I think so. I wasn’t one of those kids who had two novels written by third grade, but I started writing in junior high school – in seventh and eighth and especially ninth grade – when I was unhappy and sad and depressed and it was definitely something I felt compelled to do and that made me feel better. I had a close group of friends but I always felt like an outsider, like I didn’t fit in, like I was different from most people and would never feel truly at home anywhere.
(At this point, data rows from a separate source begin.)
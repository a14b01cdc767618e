//! sheetcols: column removal for spreadsheet documents
//!
//! Decodes an XLSX workbook, removes a caller-chosen set of columns from every
//! worksheet while keeping cell styles, column formats and merged regions in
//! line, and encodes the result again. A read-only preview lists the columns
//! of the first worksheet so callers can pick what to remove.

pub mod columns;
pub mod config;
pub mod engine;
pub mod error;
pub mod filename;
pub mod preview;
pub mod reader;
pub mod writer;

use log::{error, info};
use serde::Serialize;

pub use columns::ColumnSet;
pub use config::{PreviewConfig, ServiceConfig};
pub use engine::{RemovalReport, SheetReport};
pub use error::ColumnError;
pub use preview::ColumnInfo;
pub use reader::{Cell, CellValue, ColumnRange, Hyperlink, MergedRegion, Sheet, Workbook};

/// Result of a successful removal request
#[derive(Debug, Clone)]
pub struct ProcessedWorkbook {
    pub bytes: Vec<u8>,
    /// Suggested name for the processed document
    pub filename: String,
    pub report: RemovalReport,
}

/// Columns of the first worksheet of an uploaded document
#[derive(Debug, Clone, PartialEq, Eq, Serialize)]
pub struct Preview {
    pub filename: String,
    pub columns: Vec<ColumnInfo>,
}

/// Entry point for callers holding an uploaded document in memory.
///
/// Holds only configuration, so one instance can serve concurrent requests.
#[derive(Debug, Clone, Default)]
pub struct ColumnRemover {
    config: ServiceConfig,
}

impl ColumnRemover {
    /// Create a remover with default configuration
    pub fn new() -> Self {
        Self::default()
    }

    pub fn with_config(config: ServiceConfig) -> Self {
        Self { config }
    }

    pub fn config(&self) -> &ServiceConfig {
        &self.config
    }

    /// Remove `columns` (for example `"3,5"`) from every worksheet of `data`
    pub fn delete_columns(
        &self,
        filename: &str,
        data: &[u8],
        columns: &str,
    ) -> Result<ProcessedWorkbook, ColumnError> {
        check_filename(filename)?;
        let columns = ColumnSet::parse(columns)?;
        info!(
            "Removing columns [{}] from '{}' ({} bytes)",
            columns,
            filename,
            data.len()
        );

        let mut workbook = reader::read_workbook_from_bytes(data).map_err(failure)?;
        let report = engine::remove_columns(&mut workbook, &columns).map_err(failure)?;
        let bytes = writer::write_workbook_to_bytes(&workbook).map_err(failure)?;

        info!(
            "Removed {} column(s) across {} sheet(s), output is {} bytes",
            report.total_removed(),
            report.sheets.len(),
            bytes.len()
        );
        Ok(ProcessedWorkbook {
            bytes,
            filename: crate::filename::output_filename(filename, &self.config.output_suffix),
            report,
        })
    }

    /// Describe the columns of the first worksheet of `data`
    pub fn preview(&self, filename: &str, data: &[u8]) -> Result<Preview, ColumnError> {
        check_filename(filename)?;
        let columns = preview::preview_columns(data, &self.config.preview).map_err(failure)?;
        info!("Previewed {} column(s) of '{}'", columns.len(), filename);
        Ok(Preview {
            filename: filename.to_string(),
            columns,
        })
    }
}

fn check_filename(filename: &str) -> Result<(), ColumnError> {
    if filename.trim().is_empty() {
        return Err(ColumnError::invalid("no file selected"));
    }
    if !crate::filename::is_supported_filename(filename) {
        return Err(ColumnError::invalid(format!(
            "unsupported file type: {} (expected .xlsx or .xls)",
            filename
        )));
    }
    Ok(())
}

/// Log the full cause chain; the caller only sees a generic message
fn failure(err: anyhow::Error) -> ColumnError {
    error!("Workbook processing failed: {:#}", err);
    ColumnError::ProcessingFailure(err)
}
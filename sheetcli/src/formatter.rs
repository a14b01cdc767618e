//! Output formatters for previews and removal reports

use anyhow::Result;
use colored::*;
use sheetcols::{ColumnSet, Preview, RemovalReport};
use std::path::Path;

/// Print the column list of the first worksheet
pub fn print_preview(preview: &Preview) {
    println!("{}", format!("Columns of: {}", preview.filename).bold());
    println!();

    for column in &preview.columns {
        println!(
            "  {:>3}  {}",
            column.index.to_string().yellow(),
            column.name.cyan().bold()
        );
        if !column.sample_data.is_empty() {
            println!("       {}", column.sample_data.join(", ").bright_black());
        }
    }
}

pub fn print_json(preview: &Preview) -> Result<()> {
    println!("{}", serde_json::to_string_pretty(preview)?);
    Ok(())
}

pub fn print_dry_run(file: &Path, columns: &ColumnSet, output: &Path) {
    println!("[DRY RUN] Operations on '{}':", file.display());
    println!("  Removing columns (right to left):");
    for column in columns.iter() {
        println!("    - {}", column);
    }
    println!("\nOutput would be: {}", output.display());
}

/// Print what happened to each sheet
pub fn print_report(report: &RemovalReport, output: &Path) {
    for sheet in &report.sheets {
        print!("{} {}", "Sheet:".bold(), sheet.name.cyan().bold());
        if sheet.skipped_empty {
            println!("  {}", "empty, skipped".bright_black());
            continue;
        }
        println!();

        if sheet.removed.is_empty() {
            println!("  {}", "no columns removed".bright_black());
        } else {
            let removed: Vec<String> = sheet.removed.iter().map(u32::to_string).collect();
            println!("  {} {}", "Removed:".green(), removed.join(", "));
        }
        if !sheet.dropped.is_empty() {
            let dropped: Vec<String> = sheet.dropped.iter().map(u32::to_string).collect();
            println!(
                "  {} {}",
                "Not present:".yellow(),
                dropped.join(", ")
            );
        }
    }

    println!();
    println!(
        "{}",
        format!("✓ Removed {} column(s)", report.total_removed())
            .green()
            .bold()
    );
    println!("Output: {}", output.display());
}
Part of that was because I wasn’t blond and I wasn’t a jock and my hair didn’t do that thing where it fanned back in “wings.” Another part was because I came from a sad family – I’d had a sister who died when I was three and the trauma of that shaped my parents’ lives – and thus, mine, too – forever. Music was really important to me back then – like I said before, I spent hours and hours and hours reading the lyrics off album covers – copying them in notebooks; memorizing them – songs were really like poetry then – and when I started to write I was lucky enough to have incredible teachers who encouraged me to keep at it.

GBSP: If you could give one piece of advice to young writers, what would it be?

Don’t strive to be “an author.” Strive to be a writer. There’s a big difference. Commerce and art are different things. Sometimes they overlap but sometimes they don’t. Write about what matters to you, what confuses you, what causes you the deepest pain, what gives you the most joy. Writing can save your life, whether or not you ever get published.